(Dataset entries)
--- START ---
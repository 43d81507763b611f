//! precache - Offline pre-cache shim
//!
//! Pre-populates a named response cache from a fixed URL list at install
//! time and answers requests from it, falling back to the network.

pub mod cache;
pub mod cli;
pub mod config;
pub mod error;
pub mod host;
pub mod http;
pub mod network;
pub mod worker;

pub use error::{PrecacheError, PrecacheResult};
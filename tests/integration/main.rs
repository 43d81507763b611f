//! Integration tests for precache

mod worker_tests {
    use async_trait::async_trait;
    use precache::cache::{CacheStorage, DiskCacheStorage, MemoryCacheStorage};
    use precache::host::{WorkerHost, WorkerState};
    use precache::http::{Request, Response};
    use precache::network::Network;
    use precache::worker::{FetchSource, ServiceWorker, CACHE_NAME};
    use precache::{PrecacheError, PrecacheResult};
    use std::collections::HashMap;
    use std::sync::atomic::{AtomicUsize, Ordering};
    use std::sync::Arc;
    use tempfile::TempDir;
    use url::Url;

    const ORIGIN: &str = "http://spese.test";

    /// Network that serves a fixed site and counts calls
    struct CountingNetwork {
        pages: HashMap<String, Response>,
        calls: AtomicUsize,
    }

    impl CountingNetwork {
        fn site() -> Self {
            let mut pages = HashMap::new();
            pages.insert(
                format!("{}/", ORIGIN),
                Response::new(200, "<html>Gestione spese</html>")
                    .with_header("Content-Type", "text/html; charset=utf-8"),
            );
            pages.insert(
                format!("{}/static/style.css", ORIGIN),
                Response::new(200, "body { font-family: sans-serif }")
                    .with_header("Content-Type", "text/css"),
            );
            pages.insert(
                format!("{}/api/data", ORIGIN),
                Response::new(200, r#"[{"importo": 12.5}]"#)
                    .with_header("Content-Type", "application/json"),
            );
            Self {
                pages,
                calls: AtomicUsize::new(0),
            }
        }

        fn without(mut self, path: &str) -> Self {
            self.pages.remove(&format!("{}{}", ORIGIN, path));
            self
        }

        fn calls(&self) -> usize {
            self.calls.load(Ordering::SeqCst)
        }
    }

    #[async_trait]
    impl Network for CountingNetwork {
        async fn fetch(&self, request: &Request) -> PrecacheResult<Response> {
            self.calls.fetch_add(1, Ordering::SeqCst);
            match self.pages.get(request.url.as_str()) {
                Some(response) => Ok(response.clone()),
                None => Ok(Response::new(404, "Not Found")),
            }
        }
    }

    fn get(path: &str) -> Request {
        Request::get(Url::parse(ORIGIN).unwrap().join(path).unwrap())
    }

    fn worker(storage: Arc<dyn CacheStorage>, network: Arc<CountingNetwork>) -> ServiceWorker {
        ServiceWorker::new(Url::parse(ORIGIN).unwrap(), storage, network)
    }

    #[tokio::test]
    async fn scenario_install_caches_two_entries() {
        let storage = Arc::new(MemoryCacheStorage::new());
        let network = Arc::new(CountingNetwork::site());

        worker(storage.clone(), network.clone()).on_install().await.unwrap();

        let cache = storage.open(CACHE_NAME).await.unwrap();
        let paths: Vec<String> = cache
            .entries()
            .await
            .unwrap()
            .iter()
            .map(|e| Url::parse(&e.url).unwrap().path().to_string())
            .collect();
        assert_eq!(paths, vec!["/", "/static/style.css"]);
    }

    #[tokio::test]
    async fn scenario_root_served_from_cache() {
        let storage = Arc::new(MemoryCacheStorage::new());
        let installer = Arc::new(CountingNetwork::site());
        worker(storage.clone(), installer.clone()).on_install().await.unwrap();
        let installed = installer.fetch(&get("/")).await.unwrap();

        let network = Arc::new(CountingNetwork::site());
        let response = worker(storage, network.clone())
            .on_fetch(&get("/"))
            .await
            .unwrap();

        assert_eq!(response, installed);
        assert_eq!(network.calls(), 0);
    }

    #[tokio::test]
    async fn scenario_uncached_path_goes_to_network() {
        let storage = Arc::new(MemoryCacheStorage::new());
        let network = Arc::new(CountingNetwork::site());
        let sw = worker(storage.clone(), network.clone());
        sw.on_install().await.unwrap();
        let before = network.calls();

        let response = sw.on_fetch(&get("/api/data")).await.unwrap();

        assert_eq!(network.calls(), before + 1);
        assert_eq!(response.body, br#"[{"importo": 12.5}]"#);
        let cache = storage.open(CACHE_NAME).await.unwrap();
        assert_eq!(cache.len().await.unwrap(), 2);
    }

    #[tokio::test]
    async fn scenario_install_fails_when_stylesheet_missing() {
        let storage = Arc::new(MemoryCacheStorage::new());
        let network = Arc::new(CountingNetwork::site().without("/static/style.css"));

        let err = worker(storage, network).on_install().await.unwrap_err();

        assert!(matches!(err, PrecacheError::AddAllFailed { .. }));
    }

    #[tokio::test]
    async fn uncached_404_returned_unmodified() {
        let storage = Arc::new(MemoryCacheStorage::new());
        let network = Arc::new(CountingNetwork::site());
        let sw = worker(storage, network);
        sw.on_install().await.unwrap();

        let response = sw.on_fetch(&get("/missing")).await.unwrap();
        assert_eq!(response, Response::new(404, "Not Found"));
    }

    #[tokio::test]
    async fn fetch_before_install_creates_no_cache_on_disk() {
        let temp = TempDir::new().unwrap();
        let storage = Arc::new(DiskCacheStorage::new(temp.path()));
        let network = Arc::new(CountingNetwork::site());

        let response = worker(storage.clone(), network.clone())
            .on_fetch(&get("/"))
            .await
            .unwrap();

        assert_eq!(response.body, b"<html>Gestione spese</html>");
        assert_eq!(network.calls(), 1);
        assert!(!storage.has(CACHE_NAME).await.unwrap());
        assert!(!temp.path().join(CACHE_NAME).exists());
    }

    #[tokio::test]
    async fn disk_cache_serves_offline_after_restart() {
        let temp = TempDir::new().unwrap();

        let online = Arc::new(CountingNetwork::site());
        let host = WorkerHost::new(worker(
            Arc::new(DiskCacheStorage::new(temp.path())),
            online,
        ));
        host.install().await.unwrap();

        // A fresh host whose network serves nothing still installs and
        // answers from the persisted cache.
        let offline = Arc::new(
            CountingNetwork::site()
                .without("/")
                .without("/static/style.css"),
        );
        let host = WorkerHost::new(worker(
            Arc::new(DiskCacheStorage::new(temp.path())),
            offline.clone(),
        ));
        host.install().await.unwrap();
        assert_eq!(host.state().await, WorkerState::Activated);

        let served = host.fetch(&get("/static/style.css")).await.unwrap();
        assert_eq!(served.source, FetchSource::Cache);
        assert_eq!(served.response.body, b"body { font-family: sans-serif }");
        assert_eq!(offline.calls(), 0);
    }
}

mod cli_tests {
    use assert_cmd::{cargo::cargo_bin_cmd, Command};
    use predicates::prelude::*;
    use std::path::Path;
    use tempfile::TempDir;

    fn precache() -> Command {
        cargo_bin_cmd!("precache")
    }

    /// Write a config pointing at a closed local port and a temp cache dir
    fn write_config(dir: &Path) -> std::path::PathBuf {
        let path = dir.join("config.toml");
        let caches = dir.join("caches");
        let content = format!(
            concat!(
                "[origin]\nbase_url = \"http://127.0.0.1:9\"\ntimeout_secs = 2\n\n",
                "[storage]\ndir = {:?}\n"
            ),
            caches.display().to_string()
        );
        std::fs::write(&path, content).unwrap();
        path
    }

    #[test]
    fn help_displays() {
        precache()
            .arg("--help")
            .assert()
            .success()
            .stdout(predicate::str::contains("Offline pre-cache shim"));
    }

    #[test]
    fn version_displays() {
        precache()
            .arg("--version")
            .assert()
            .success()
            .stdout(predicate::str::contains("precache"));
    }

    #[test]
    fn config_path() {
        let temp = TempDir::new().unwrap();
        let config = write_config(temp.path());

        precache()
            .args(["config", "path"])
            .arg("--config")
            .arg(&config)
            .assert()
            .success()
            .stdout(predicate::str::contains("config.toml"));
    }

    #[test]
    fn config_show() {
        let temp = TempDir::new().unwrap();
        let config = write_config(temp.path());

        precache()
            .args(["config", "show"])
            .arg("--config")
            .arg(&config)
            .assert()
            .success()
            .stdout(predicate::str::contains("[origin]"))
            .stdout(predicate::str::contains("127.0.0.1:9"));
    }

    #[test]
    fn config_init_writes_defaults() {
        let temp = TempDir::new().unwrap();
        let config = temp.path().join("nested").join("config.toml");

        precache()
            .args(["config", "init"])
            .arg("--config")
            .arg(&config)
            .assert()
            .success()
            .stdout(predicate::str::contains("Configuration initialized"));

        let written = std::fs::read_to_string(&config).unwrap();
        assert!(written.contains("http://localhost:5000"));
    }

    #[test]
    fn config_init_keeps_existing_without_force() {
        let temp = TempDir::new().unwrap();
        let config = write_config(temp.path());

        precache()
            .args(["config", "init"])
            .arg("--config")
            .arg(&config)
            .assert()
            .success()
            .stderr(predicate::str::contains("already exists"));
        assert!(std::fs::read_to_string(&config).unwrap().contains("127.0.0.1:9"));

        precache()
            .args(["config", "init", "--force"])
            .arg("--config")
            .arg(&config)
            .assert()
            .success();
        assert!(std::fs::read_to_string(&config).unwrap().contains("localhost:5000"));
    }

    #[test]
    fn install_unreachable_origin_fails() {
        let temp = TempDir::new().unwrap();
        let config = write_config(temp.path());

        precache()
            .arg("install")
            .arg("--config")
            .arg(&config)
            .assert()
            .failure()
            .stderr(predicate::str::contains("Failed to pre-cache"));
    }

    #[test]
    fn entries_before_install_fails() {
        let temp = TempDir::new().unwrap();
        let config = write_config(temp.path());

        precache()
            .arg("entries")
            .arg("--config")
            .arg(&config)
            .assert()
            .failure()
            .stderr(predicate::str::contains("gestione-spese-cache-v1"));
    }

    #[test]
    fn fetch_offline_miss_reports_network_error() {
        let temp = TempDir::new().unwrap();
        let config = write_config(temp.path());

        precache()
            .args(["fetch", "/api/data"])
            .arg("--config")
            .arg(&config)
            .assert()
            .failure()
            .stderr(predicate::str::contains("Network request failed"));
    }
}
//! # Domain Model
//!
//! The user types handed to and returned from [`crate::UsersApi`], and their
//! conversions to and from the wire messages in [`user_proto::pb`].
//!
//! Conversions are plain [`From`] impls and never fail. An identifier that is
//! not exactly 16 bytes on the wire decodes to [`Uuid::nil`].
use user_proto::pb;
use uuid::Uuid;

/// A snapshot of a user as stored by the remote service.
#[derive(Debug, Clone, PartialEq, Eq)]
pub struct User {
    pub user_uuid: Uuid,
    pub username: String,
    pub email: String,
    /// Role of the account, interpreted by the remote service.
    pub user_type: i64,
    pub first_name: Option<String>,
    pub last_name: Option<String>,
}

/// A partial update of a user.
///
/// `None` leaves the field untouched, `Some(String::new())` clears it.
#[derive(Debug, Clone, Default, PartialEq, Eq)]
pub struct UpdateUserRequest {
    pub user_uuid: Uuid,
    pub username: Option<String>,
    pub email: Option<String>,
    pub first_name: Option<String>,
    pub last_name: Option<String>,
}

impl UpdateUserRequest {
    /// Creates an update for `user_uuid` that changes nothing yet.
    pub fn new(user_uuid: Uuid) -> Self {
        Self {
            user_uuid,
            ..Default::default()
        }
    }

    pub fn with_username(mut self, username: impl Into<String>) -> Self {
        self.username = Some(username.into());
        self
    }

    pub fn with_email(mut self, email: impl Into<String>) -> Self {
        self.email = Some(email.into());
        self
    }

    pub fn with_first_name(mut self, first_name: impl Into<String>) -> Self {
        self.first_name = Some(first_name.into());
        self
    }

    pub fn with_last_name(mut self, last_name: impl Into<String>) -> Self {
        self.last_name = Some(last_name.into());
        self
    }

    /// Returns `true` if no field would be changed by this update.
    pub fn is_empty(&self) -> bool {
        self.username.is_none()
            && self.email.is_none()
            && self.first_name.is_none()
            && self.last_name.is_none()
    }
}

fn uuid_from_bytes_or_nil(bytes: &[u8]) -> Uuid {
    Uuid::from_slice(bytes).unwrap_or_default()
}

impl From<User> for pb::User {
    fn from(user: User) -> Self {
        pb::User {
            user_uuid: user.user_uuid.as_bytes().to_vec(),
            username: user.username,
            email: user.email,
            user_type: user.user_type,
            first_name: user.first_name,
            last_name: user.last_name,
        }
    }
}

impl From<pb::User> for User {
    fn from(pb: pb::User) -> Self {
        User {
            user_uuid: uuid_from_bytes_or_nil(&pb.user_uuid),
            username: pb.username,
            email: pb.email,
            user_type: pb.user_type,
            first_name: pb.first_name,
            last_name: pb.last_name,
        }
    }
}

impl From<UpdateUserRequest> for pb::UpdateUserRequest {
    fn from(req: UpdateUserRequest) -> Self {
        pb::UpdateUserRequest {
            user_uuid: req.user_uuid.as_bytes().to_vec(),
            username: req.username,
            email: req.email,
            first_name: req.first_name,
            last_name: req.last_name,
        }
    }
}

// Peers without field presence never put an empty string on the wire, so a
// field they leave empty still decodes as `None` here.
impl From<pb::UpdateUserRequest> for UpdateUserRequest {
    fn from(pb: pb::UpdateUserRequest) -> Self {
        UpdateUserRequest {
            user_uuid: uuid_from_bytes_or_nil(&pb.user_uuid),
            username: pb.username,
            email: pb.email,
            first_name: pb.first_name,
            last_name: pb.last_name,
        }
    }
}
--- END ---
Read through the data above. Report each line that has the word "family".

• **Task solution**:
                Response::new(200, "body { font-family: sans-serif }")
        assert_eq!(served.response.body, b"body { font-family: sans-serif }");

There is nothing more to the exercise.